Chubb Limited has posted a second quarter profit of more than $1.3 billion — up more than 79 per cent on the same period last year.

The figure is equivalent to $2.77 per share, compared to the $1.54 per share on profit of $726 million in the second quarter of 2016.

Investment income, excluding a purchase accounting adjustment of $85 million, was a record $855 million.

Chubb Limited was created after Ace Limited acquired Chubb Corp. in January 2016,

The insurer and reinsurer’s operating income totalled $1.18 billion, an increase of 11.4 per cent and equal to $2.50 per share. That compared to operating income of $1.05 billion and $2.25 per share in the same period in 2016.

The firm also reported net premiums written of $7.58 billion and $7.05 billion for consolidated and property and casualty business respectively.

Evan Greenberg, CEO of Chubb, formed from a takeover of Chubb by Ace last year, said: “Chubb’s strong earnings this quarter were driven by world-class underwriting results and record investment income.

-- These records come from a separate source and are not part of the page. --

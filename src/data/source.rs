//! Country dataset loading.
//!
//! This module is responsible for turning the JSON dataset document into a
//! clean collection of [`Country`] records that are safe to filter and
//! render.
//!
//! Design goals:
//! - **One canonical document shape**: `{ "countries": [...] }`
//! - **Record-level validation** (skip bad records, but report what happened)
//! - **One fetch per load** — no retry, no cache, no background refresh
//! - **Total fallback path**: a failed load substitutes the embedded
//!   collection and carries the failure reason as a degraded notice

use std::collections::HashSet;
use std::fs::File;
use std::path::{Path, PathBuf};

use chrono::{DateTime, Utc};
use reqwest::blocking::Client;
use serde::Deserialize;

use crate::data::fallback;
use crate::domain::{Complexity, Country, Region};
use crate::error::AppError;

/// Default dataset location, relative to the working directory.
pub const DEFAULT_DATA_PATH: &str = "data/countries.json";

/// Environment variable overriding the default dataset location.
pub const DATA_URL_ENV: &str = "WHT_DATA_URL";

/// Where the dataset should be loaded from, before any fallback.
#[derive(Debug, Clone)]
pub struct SourceConfig {
    /// A file path or an `http(s)` URL.
    pub location: String,
}

impl SourceConfig {
    /// Resolve the dataset location.
    ///
    /// Precedence: explicit flag, then `WHT_DATA_URL` (a `.env` file is
    /// honored), then [`DEFAULT_DATA_PATH`].
    pub fn resolve(flag: Option<String>) -> Self {
        dotenvy::dotenv().ok();
        let location = flag
            .or_else(|| std::env::var(DATA_URL_ENV).ok())
            .unwrap_or_else(|| DEFAULT_DATA_PATH.to_string());
        Self { location }
    }
}

/// Provenance of a loaded dataset.
#[derive(Debug, Clone, PartialEq, Eq)]
pub enum DataSource {
    File(PathBuf),
    Remote(String),
    Embedded,
}

impl DataSource {
    pub fn describe(&self) -> String {
        match self {
            DataSource::File(path) => format!("{} (file)", path.display()),
            DataSource::Remote(url) => format!("{url} (remote)"),
            DataSource::Embedded => "embedded fallback data".to_string(),
        }
    }
}

/// A record-level error encountered during validation.
#[derive(Debug, Clone)]
pub struct RowError {
    /// Zero-based position of the record in the document.
    pub index: usize,
    pub id: Option<String>,
    pub message: String,
}

/// A loaded, validated country collection plus its provenance.
///
/// The collection is write-once: it is only ever replaced wholesale by
/// another load.
#[derive(Debug, Clone)]
pub struct Dataset {
    pub countries: Vec<Country>,
    pub source: DataSource,
    pub fetched_at: DateTime<Utc>,
    pub row_errors: Vec<RowError>,
    /// Set when loading failed and the embedded collection was substituted.
    /// Carries the failure reason so every surface can render a visible
    /// degraded-state notice.
    pub degraded: Option<String>,
}

#[derive(Debug, Deserialize)]
struct CountriesFile {
    countries: Vec<RawCountry>,
}

/// An unvalidated record as it appears in the document.
///
/// Region and complexity stay strings here so one bad record can be
/// skipped and reported without failing the whole document.
#[derive(Debug, Deserialize)]
#[serde(rename_all = "camelCase")]
struct RawCountry {
    #[serde(default)]
    code: String,
    #[serde(default)]
    name: String,
    #[serde(default)]
    flag: String,
    #[serde(default)]
    region: String,
    #[serde(default)]
    complexity: String,
    #[serde(default)]
    hours: String,
    #[serde(default)]
    implementations: u32,
    #[serde(default)]
    tax_types: Vec<String>,
    #[serde(default)]
    overview: String,
    #[serde(default)]
    considerations: Vec<String>,
}

/// Load and validate the dataset from the configured source.
pub fn load(config: &SourceConfig) -> Result<Dataset, AppError> {
    let (document, source) = if is_url(&config.location) {
        (
            fetch_document(&config.location)?,
            DataSource::Remote(config.location.clone()),
        )
    } else {
        let path = Path::new(&config.location);
        (read_document(path)?, DataSource::File(path.to_path_buf()))
    };

    let (countries, row_errors) = validate_records(document.countries);
    if countries.is_empty() {
        return Err(AppError::data(format!(
            "Dataset at {} contains no valid country records.",
            config.location
        )));
    }

    Ok(Dataset {
        countries,
        source,
        fetched_at: Utc::now(),
        row_errors,
        degraded: None,
    })
}

/// Load the dataset, substituting the embedded collection on any failure.
///
/// The failure reason is preserved in [`Dataset::degraded`]; callers must
/// render it, never swallow it.
pub fn load_or_fallback(config: &SourceConfig) -> Dataset {
    match load(config) {
        Ok(dataset) => dataset,
        Err(err) => Dataset {
            countries: fallback::embedded_countries(),
            source: DataSource::Embedded,
            fetched_at: Utc::now(),
            row_errors: Vec::new(),
            degraded: Some(err.to_string()),
        },
    }
}

fn is_url(location: &str) -> bool {
    location.starts_with("http://") || location.starts_with("https://")
}

fn fetch_document(url: &str) -> Result<CountriesFile, AppError> {
    let resp = Client::new()
        .get(url)
        .send()
        .map_err(|e| AppError::data(format!("Dataset request failed: {e}")))?;

    if !resp.status().is_success() {
        return Err(AppError::data(format!(
            "Dataset request failed with status {}.",
            resp.status()
        )));
    }

    resp.json()
        .map_err(|e| AppError::data(format!("Failed to parse dataset response: {e}")))
}

fn read_document(path: &Path) -> Result<CountriesFile, AppError> {
    let file = File::open(path)
        .map_err(|e| AppError::input(format!("Failed to open dataset '{}': {e}", path.display())))?;
    serde_json::from_reader(file)
        .map_err(|e| AppError::data(format!("Invalid dataset JSON '{}': {e}", path.display())))
}

/// Convert raw records into validated ones, skipping and reporting records
/// that are malformed or duplicate an earlier key.
fn validate_records(raw: Vec<RawCountry>) -> (Vec<Country>, Vec<RowError>) {
    let mut countries = Vec::with_capacity(raw.len());
    let mut row_errors = Vec::new();
    let mut seen_codes: HashSet<String> = HashSet::new();
    let mut seen_names: HashSet<String> = HashSet::new();

    for (index, record) in raw.into_iter().enumerate() {
        let id = (!record.code.is_empty()).then(|| record.code.clone());
        match convert_record(record, &mut seen_codes, &mut seen_names) {
            Ok(country) => countries.push(country),
            Err(message) => row_errors.push(RowError { index, id, message }),
        }
    }

    (countries, row_errors)
}

fn convert_record(
    record: RawCountry,
    seen_codes: &mut HashSet<String>,
    seen_names: &mut HashSet<String>,
) -> Result<Country, String> {
    let code = record.code.trim().to_string();
    if code.is_empty() {
        return Err("missing country code".to_string());
    }
    let name = record.name.trim().to_string();
    if name.is_empty() {
        return Err(format!("{code}: missing country name"));
    }

    let region = Region::parse(&record.region)
        .ok_or_else(|| format!("{code}: unknown region '{}'", record.region))?;
    let complexity = Complexity::parse(&record.complexity)
        .ok_or_else(|| format!("{code}: unknown complexity '{}'", record.complexity))?;

    if !seen_codes.insert(code.to_ascii_lowercase()) {
        return Err(format!("duplicate country code '{code}'"));
    }
    if !seen_names.insert(name.to_ascii_lowercase()) {
        return Err(format!("{code}: duplicate country name '{name}'"));
    }

    Ok(Country {
        code,
        name,
        flag: record.flag,
        region,
        complexity,
        hours: record.hours,
        implementations: record.implementations,
        tax_types: record.tax_types,
        overview: record.overview,
        considerations: record.considerations,
    })
}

“After tax operating income per share increased 11 per cent with operating earnings up 13 per cent year to date.

“We had book and tangible book value per share growth in the quarter of 2.7 per cent and 4.3 per cent respectively and produced an operating return on equity of around 10 per cent.”

Mr Greenberg added that the firm’s 88 per cent property and casualty combined ratio — more than two points up on the prior year — was “truly distinguishing” given continued soft market conditions.

He said: “We benefited from a substantial improvement in both our expense ratio and our loss ratio as a result of merger-related efficiencies and underwriting actions as well as lower catastrophe costs. Total property and casualty underwriting income was up 20 per cent.

“Although the commercial property and casualty market is soft around the globe, the trend for pricing improved for the business we wrote with rates flat or the rate of decline substantially slowing in most classes, while in some particularly stressed areas we achieved rate.

“Our premium revenue growth continued to trend better as we projected and was our best since the merger.

“We wrote less new business in line with our underwriting discipline while renewal retentions were steady.”

Mr Greenberg said: “Overall, we are in excellent shape with our integration-related efficiency efforts and are now increasing the total annualised run-rate savings we will achieve by the end of 2018 to $875 million, up from $800 million.”